In the recent study “Can domestic dogs (Canis familiaris) use referential emotional expressions to locate hidden food?”, researchers investigated whether dogs have the ability to locate hidden food based on the emotions shown by people’s facial expressions. It’s a fascinating question, and I was eager to learn what the experiment revealed.

Unfortunately, I had concerns related to the methods, and the result was that I found that the experiment lacked the strength it could otherwise have had. When I read scientific papers, I pay careful attention to the methods because unless I fully grasp the details of the experimental design, it is impossible to draw conclusions about the meaning of the study. Often, flaws in the methodology result in studies whose conclusions should not be accepted without further evidence from better experiments.

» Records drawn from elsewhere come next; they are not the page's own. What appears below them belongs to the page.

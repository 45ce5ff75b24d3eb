//! HTTP service
//!
//! JSON API under `/api`, a health check, and the static reader UI served
//! from the configured public directory.

pub mod dto;
pub mod error;
pub mod handlers;

pub use error::ApiError;

use crate::config::Config;
use crate::error::{Result, StoryMagicError};
use crate::illustrations::Illustrator;
use crate::providers::Provider;
use crate::storage::StoryStore;
use crate::story::{StoryGenerator, StoryWorkflow};
use crate::subscription::SubscriptionManager;
use axum::routing::{get, post};
use axum::Router;
use std::path::Path;
use std::sync::Arc;
use tower_http::cors::CorsLayer;
use tower_http::services::ServeDir;
use tower_http::trace::TraceLayer;

/// Shared state handed to every handler
pub struct AppState {
    pub store: Arc<dyn StoryStore>,
    pub workflow: StoryWorkflow,
    pub subscriptions: SubscriptionManager,
}

impl AppState {
    /// Wire the store and text provider into the request services
    ///
    /// # Errors
    ///
    /// Returns error if the illustrator cannot be built
    pub fn new(store: Arc<dyn StoryStore>, provider: Arc<dyn Provider>, config: &Config) -> Result<Self> {
        let generator = StoryGenerator::new(provider.clone(), config.story.clone());
        let illustrator = Illustrator::new(Some(provider), config.illustrations.clone())?;

        Ok(Self {
            workflow: StoryWorkflow::new(store.clone(), generator, illustrator),
            subscriptions: SubscriptionManager::new(store.clone()),
            store,
        })
    }
}

/// Build the application router
pub fn router(state: Arc<AppState>, public_dir: impl AsRef<Path>) -> Router {
    let api = Router::new()
        .route("/register", post(handlers::register))
        .route("/login", post(handlers::login))
        .route("/add-child", post(handlers::add_child))
        .route("/user/:email", get(handlers::get_user))
        .route("/generate-story", post(handlers::generate_story))
        .route("/subscription-plans", get(handlers::subscription_plans))
        .route("/upgrade-subscription", post(handlers::upgrade_subscription))
        .route("/downgrade-subscription", post(handlers::downgrade_subscription))
        .route("/stories/:email", get(handlers::list_stories));

    Router::new()
        .nest("/api", api)
        .route("/health", get(handlers::health))
        .route("/favicon.ico", get(handlers::favicon))
        .fallback_service(ServeDir::new(public_dir))
        .layer(CorsLayer::permissive())
        .layer(TraceLayer::new_for_http())
        .with_state(state)
}

/// Bind the configured address and serve until the process is stopped
///
/// # Errors
///
/// Returns error if the listener cannot be bound or the server fails
pub async fn serve(config: &Config, state: Arc<AppState>) -> Result<()> {
    let addr = format!("{}:{}", config.server.host, config.server.port);
    let listener = tokio::net::TcpListener::bind(&addr)
        .await
        .map_err(|e| StoryMagicError::Config(format!("Failed to bind {}: {}", addr, e)))?;

    tracing::info!(
        store = state.store.name(),
        public_dir = %config.server.public_dir,
        "StoryMagic listening on http://{}",
        addr
    );

    axum::serve(listener, router(state, &config.server.public_dir)).await?;
    Ok(())
}
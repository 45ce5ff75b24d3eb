use async_trait::async_trait;
use axum::body::Body;
use axum::http::{Request, StatusCode};
use axum::Router;
use serde_json::Value;
use std::fs;
use std::path::PathBuf;
use std::sync::Arc;
use storymagic::config::Config;
use storymagic::providers::{CompletionOptions, CompletionResponse, Message, Provider};
use storymagic::server::{router, AppState};
use storymagic::{MemoryStore, StoryMagicError, StoryStore};
use tempfile::TempDir;
use tower::ServiceExt;

/// Provider that always answers with the same text
#[allow(dead_code)]
pub struct ScriptedProvider(pub String);

#[async_trait]
impl Provider for ScriptedProvider {
    fn name(&self) -> &'static str {
        "scripted"
    }

    fn model(&self) -> String {
        "scripted-model".to_string()
    }

    async fn complete(
        &self,
        _messages: &[Message],
        _options: &CompletionOptions,
    ) -> storymagic::Result<CompletionResponse> {
        Ok(CompletionResponse::new(
            Message::assistant(self.0.clone()),
            self.model(),
        ))
    }
}

/// Provider whose every call fails
#[allow(dead_code)]
pub struct DownProvider;

#[async_trait]
impl Provider for DownProvider {
    fn name(&self) -> &'static str {
        "down"
    }

    fn model(&self) -> String {
        "down-model".to_string()
    }

    async fn complete(
        &self,
        _messages: &[Message],
        _options: &CompletionOptions,
    ) -> storymagic::Result<CompletionResponse> {
        Err(StoryMagicError::Provider("connection refused".to_string()).into())
    }
}

/// Router over a demo-seeded memory store; returns the store for inspection
#[allow(dead_code)]
pub fn demo_app(provider: Arc<dyn Provider>) -> (Router, MemoryStore, TempDir) {
    let memory = MemoryStore::with_demo_data().expect("seed demo data");
    let public = TempDir::new().expect("failed to create tempdir");
    fs::write(public.path().join("index.html"), "<h1>StoryMagic</h1>")
        .expect("failed to write index");

    let store: Arc<dyn StoryStore> = Arc::new(memory.clone());
    let state = AppState::new(store, provider, &Config::default()).expect("build state");
    (router(Arc::new(state), public.path()), memory, public)
}

/// Send one request and decode the JSON reply (Null for empty bodies)
#[allow(dead_code)]
pub async fn send(app: &Router, method: &str, uri: &str, body: Option<Value>) -> (StatusCode, Value) {
    let builder = Request::builder().method(method).uri(uri);
    let request = match body {
        Some(json) => builder
            .header("content-type", "application/json")
            .body(Body::from(json.to_string())),
        None => builder.body(Body::empty()),
    }
    .expect("build request");

    let response = app.clone().oneshot(request).await.expect("router response");
    let status = response.status();
    let bytes = axum::body::to_bytes(response.into_body(), usize::MAX)
        .await
        .expect("read body");
    let value = if bytes.is_empty() {
        Value::Null
    } else {
        serde_json::from_slice(&bytes).unwrap_or_else(|_| {
            Value::String(String::from_utf8_lossy(&bytes).into_owned())
        })
    };
    (status, value)
}

#[allow(dead_code)]
pub fn temp_config_file(contents: &str) -> (TempDir, PathBuf) {
    let temp_dir = TempDir::new().expect("failed to create tempdir");
    let config_path = temp_dir.path().join("config.yaml");
    fs::write(&config_path, contents).expect("failed to write config file");
    (temp_dir, config_path)
}
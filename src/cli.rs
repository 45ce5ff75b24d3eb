//! Command-line interface definition for StoryMagic
//!
//! This module defines the CLI structure using clap's derive API,
//! providing commands to run the web service and to inspect the plan
//! catalog.

use clap::{Parser, Subcommand};

/// StoryMagic - personalized children's story service
#[derive(Parser, Debug, Clone)]
#[command(name = "storymagic")]
#[command(version, about, long_about = None)]
pub struct Cli {
    /// Path to configuration file
    #[arg(short, long, default_value = "config/config.yaml")]
    pub config: Option<String>,

    /// Enable verbose logging
    #[arg(short, long)]
    pub verbose: bool,

    /// Emit logs as JSON lines
    #[arg(long)]
    pub json_logs: bool,

    /// Command to execute
    #[command(subcommand)]
    pub command: Commands,
}

/// Available commands for StoryMagic
#[derive(Subcommand, Debug, Clone)]
pub enum Commands {
    /// Run the HTTP service
    Serve {
        /// Address to bind (overrides config and STORYMAGIC_HOST)
        #[arg(long)]
        host: Option<String>,

        /// Port to listen on (overrides config and PORT)
        #[arg(short, long)]
        port: Option<u16>,

        /// Ignore any database configuration and keep everything in memory
        #[arg(long)]
        memory_only: bool,
    },

    /// Print the subscription plan catalog
    Plans {
        /// Output as JSON instead of a table
        #[arg(long)]
        json: bool,
    },
}

impl Cli {
    /// Parse command line arguments
    pub fn parse_args() -> Self {
        Self::parse()
    }
}

impl Default for Cli {
    fn default() -> Self {
        Self {
            config: Some("config/config.yaml".to_string()),
            verbose: false,
            json_logs: false,
            command: Commands::Serve {
                host: None,
                port: None,
                memory_only: false,
            },
        }
    }
}
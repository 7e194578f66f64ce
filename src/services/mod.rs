//! Domain services used by the HTTP routes.
//!
//! ARCHITECTURE
//! ============
//! Service modules own the login flow and persistence concerns so route
//! handlers can stay focused on cookies, redirects and status codes.

pub mod auth;
pub mod google;
pub mod session;
pub mod users;
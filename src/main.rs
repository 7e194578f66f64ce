mod config;
mod db;
mod routes;
mod services;
mod state;

use std::sync::Arc;

use services::google::GoogleProvider;
use services::session::PgSessionStore;
use services::users::PgUserDirectory;

#[tokio::main]
async fn main() {
    tracing_subscriber::fmt::init();

    if let Err(e) = dotenvy::dotenv() {
        tracing::debug!(error = %e, "no .env file loaded");
    }

    let config = config::AppConfig::from_env().expect("invalid configuration");

    let pool = db::init_pool(&config.database_url, config.db_max_connections)
        .await
        .expect("database init failed");

    let provider = GoogleProvider::new(config.google.clone()).expect("http client init failed");
    let port = config.port;
    let state = state::AppState::new(
        config,
        Arc::new(PgUserDirectory::new(pool.clone())),
        Arc::new(PgSessionStore::new(pool)),
        Arc::new(provider),
    );

    let app = routes::app(state);
    let listener = tokio::net::TcpListener::bind(format!("0.0.0.0:{port}"))
        .await
        .expect("failed to bind");

    tracing::info!(%port, "campus listening");
    axum::serve(listener, app).await.expect("server failed");
}
//! Server-side sessions and random token generation.
//!
//! ARCHITECTURE
//! ============
//! A session binds an opaque random token to a user id. The browser only ever
//! holds the token, inside a cookie signed with the `SESSION_SECRET`-derived
//! key, so a forged cookie is rejected before the store is consulted.
//!
//! Lifetime is whatever the store grants: the Postgres table defaults
//! `expires_at` to 30 days after creation and nothing else expires sessions.

use std::fmt::Write;

use rand::Rng;
use sqlx::{PgPool, Row};
use uuid::Uuid;

pub(crate) fn bytes_to_hex(bytes: &[u8]) -> String {
    let mut s = String::with_capacity(bytes.len() * 2);
    for b in bytes {
        let _ = write!(s, "{b:02x}");
    }
    s
}

/// Generate a cryptographically random 32-byte hex token.
#[must_use]
pub fn generate_token() -> String {
    let bytes: [u8; 32] = rand::rng().random();
    bytes_to_hex(&bytes)
}

#[derive(Debug, thiserror::Error)]
pub enum SessionError {
    #[error("database error: {0}")]
    Db(#[from] sqlx::Error),
}

/// Storage for live sessions.
#[async_trait::async_trait]
pub trait SessionStore: Send + Sync {
    /// Open a session for `user_id` and return its token.
    async fn create(&self, user_id: Uuid) -> Result<String, SessionError>;

    /// Resolve a token to the user it was issued for.
    async fn user_id(&self, token: &str) -> Result<Option<Uuid>, SessionError>;

    /// Forget a session. Unknown tokens are not an error.
    async fn delete(&self, token: &str) -> Result<(), SessionError>;
}

/// [`SessionStore`] backed by the `sessions` table.
#[derive(Clone)]
pub struct PgSessionStore {
    pool: PgPool,
}

impl PgSessionStore {
    #[must_use]
    pub fn new(pool: PgPool) -> Self {
        Self { pool }
    }
}

#[async_trait::async_trait]
impl SessionStore for PgSessionStore {
    async fn create(&self, user_id: Uuid) -> Result<String, SessionError> {
        let token = generate_token();
        sqlx::query("INSERT INTO sessions (token, user_id) VALUES ($1, $2)")
            .bind(&token)
            .bind(user_id)
            .execute(&self.pool)
            .await?;
        Ok(token)
    }

    async fn user_id(&self, token: &str) -> Result<Option<Uuid>, SessionError> {
        let row = sqlx::query("SELECT user_id FROM sessions WHERE token = $1 AND expires_at > now()")
            .bind(token)
            .fetch_optional(&self.pool)
            .await?;
        Ok(row.map(|r| r.get("user_id")))
    }

    async fn delete(&self, token: &str) -> Result<(), SessionError> {
        sqlx::query("DELETE FROM sessions WHERE token = $1")
            .bind(token)
            .execute(&self.pool)
            .await?;
        Ok(())
    }
}

#[cfg(test)]
#[path = "session_test.rs"]
mod tests;
use axum::body::Body;
use axum::http::{Request, StatusCode, header};
use tower::ServiceExt;

use super::*;
use crate::state::test_helpers::test_app_state;

#[tokio::test]
async fn root_reports_running() {
    let (state, _) = test_app_state();
    let resp = app(state)
        .oneshot(Request::builder().uri("/").body(Body::empty()).unwrap())
        .await
        .unwrap();
    assert_eq!(resp.status(), StatusCode::OK);
    let bytes = axum::body::to_bytes(resp.into_body(), 1024).await.unwrap();
    assert_eq!(&bytes[..], b"Backend is running");
}

#[tokio::test]
async fn healthz_ok() {
    let (state, _) = test_app_state();
    let resp = app(state)
        .oneshot(Request::builder().uri("/healthz").body(Body::empty()).unwrap())
        .await
        .unwrap();
    assert_eq!(resp.status(), StatusCode::OK);
}

#[tokio::test]
async fn cors_allows_frontend_origin_with_credentials() {
    let (state, _) = test_app_state();
    let req = Request::builder()
        .uri("/api/user")
        .header(header::ORIGIN, "http://localhost:5173")
        .body(Body::empty())
        .unwrap();
    let resp = app(state).oneshot(req).await.unwrap();

    let headers = resp.headers();
    assert_eq!(headers.get(header::ACCESS_CONTROL_ALLOW_ORIGIN).unwrap(), "http://localhost:5173");
    assert_eq!(headers.get(header::ACCESS_CONTROL_ALLOW_CREDENTIALS).unwrap(), "true");
}

#[tokio::test]
async fn cors_ignores_other_origins() {
    let (state, _) = test_app_state();
    let req = Request::builder()
        .uri("/api/user")
        .header(header::ORIGIN, "https://evil.test")
        .body(Body::empty())
        .unwrap();
    let resp = app(state).oneshot(req).await.unwrap();
    assert!(resp.headers().get(header::ACCESS_CONTROL_ALLOW_ORIGIN).is_none());
}

#[test]
fn cors_layer_tolerates_invalid_origin() {
    // Header values cannot contain newlines; falls back to the default origin.
    let _layer = cors_layer("http://bad\norigin");
}
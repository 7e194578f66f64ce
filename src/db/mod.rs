//! Database initialization and migration runner.
//!
//! SYSTEM CONTEXT
//! ==============
//! Startup uses this module to create the shared SQLx pool and bring the
//! `users` and `sessions` tables up to date before accepting traffic.

use sqlx::PgPool;
use sqlx::postgres::PgPoolOptions;

/// Initialize the `PostgreSQL` connection pool and run migrations.
///
/// # Errors
///
/// Returns an error if the connection or migrations fail.
pub async fn init_pool(database_url: &str, max_connections: u32) -> Result<PgPool, sqlx::Error> {
    let pool = PgPoolOptions::new()
        .max_connections(max_connections)
        .connect(database_url)
        .await?;

    sqlx::migrate!("src/db/migrations").run(&pool).await?;

    Ok(pool)
}
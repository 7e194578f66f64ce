//! Current-user route read by the presentation layer.

use axum::response::Json;

use super::auth::AuthUser;
use crate::services::users::User;

/// `GET /api/user` — return the session's user, or 401 via [`AuthUser`].
pub async fn current_user(auth: AuthUser) -> Json<User> {
    Json(auth.user)
}
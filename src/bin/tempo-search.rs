// Copyright 2022 Sean Gillespie.
//
// Licensed under the Apache License, Version 2.0 <LICENSE-APACHE or
// http://www.apache.org/licenses/LICENSE-2.0> or the MIT license
// <LICENSE-MIT or http://opensource.org/licenses/MIT>, at your
// option. This file may not be copied, modified, or distributed
// except according to those terms.

use std::time::Duration;

use serde::Serialize;
use structopt::StructOpt;
use tempo::eval::MaterialEvaluator;
use tempo::search::{self, SearchOptions};
use tempo::table::TranspositionTable;
use tempo::Position;
use tracing_subscriber::{filter::LevelFilter, EnvFilter, FmtSubscriber};

#[derive(Debug, StructOpt)]
struct Options {
    /// FEN representation of the position to analyze.
    #[structopt(name = "FEN")]
    fen: String,

    /// Depth to which to search.
    #[structopt(short, long)]
    depth: u32,

    /// Time budget for the search, in milliseconds.
    #[structopt(short, long)]
    time: Option<u64>,

    /// If present, serializes the output as JSON.
    #[structopt(long)]
    json: bool,
}

#[derive(Serialize)]
struct Report {
    best_move: String,
    best_score: String,
    depth: u32,
    nodes: u64,
    pv: Vec<String>,
}

fn main() -> anyhow::Result<()> {
    let subscriber = FmtSubscriber::builder()
        .with_max_level(LevelFilter::INFO)
        .with_env_filter(EnvFilter::from_env("TEMPO_LOG"))
        .with_writer(std::io::stderr)
        .finish();
    tracing::subscriber::set_global_default(subscriber).expect("setting default subscriber failed");

    let ops = Options::from_args();
    let mut pos = Position::from_fen(&ops.fen)
        .map_err(|err| anyhow::anyhow!("invalid FEN '{}': {}", ops.fen, err))?;

    let mut tt = TranspositionTable::default();
    let options = SearchOptions {
        depth: ops.depth,
        time_limit: ops.time.map(Duration::from_millis),
        post: !ops.json,
        ..Default::default()
    };

    let result = search::search(&mut pos, &mut tt, &MaterialEvaluator, &options);
    if ops.json {
        let report = Report {
            best_move: result.best_move.as_coord(),
            best_score: result.best_score.to_string(),
            depth: result.depth,
            nodes: result.nodes,
            pv: result.pv.iter().map(|m| m.as_coord()).collect(),
        };
        println!("{}", serde_json::to_string_pretty(&report)?);
    } else {
        println!(
            "best move {} (score {}, depth {}, {} nodes)",
            result.best_move.as_coord(),
            result.best_score,
            result.depth,
            result.nodes
        );
    }
    Ok(())
}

In the study I just read, people picked up two boxes, one at a time, and made facial expressions of happiness or disgust or they kept their expression neutral. Then, the dog was given a choice about which box to go to. (The dogs had been trained to understand that these boxes could contain food.) The idea was to see if the dogs would choose the box that was associated with happiness rather than the box associated with disgust or with a neutral expression. Overall, there was an effect of the human expression on the choices made, though many individual dogs made choices throughout the trials that were no better than chance.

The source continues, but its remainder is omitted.